--- The input Enclosed Below ---

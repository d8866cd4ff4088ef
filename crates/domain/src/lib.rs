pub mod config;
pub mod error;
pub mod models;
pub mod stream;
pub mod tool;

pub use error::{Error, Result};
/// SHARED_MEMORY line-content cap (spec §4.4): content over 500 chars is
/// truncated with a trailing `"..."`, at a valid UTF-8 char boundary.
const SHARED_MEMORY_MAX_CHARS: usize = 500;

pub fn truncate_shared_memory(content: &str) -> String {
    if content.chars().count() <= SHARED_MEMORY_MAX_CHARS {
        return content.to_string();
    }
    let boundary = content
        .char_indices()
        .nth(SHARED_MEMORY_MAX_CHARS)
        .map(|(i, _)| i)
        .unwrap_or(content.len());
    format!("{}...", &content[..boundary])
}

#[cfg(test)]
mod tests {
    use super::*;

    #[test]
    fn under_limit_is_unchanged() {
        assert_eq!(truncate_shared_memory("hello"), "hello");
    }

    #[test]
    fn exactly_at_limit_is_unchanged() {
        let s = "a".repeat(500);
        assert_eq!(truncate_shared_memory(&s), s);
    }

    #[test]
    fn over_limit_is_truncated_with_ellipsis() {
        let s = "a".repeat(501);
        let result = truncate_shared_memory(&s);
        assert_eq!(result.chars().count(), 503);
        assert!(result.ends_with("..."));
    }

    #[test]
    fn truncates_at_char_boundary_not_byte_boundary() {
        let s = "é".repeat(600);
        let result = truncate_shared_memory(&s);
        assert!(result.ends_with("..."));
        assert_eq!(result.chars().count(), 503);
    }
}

--- End of Enclosed The input ---

- [What you should do]:
Within the records, tally every line that contains the word "error". Only the resulting number should be given.

- [Answer box]:
2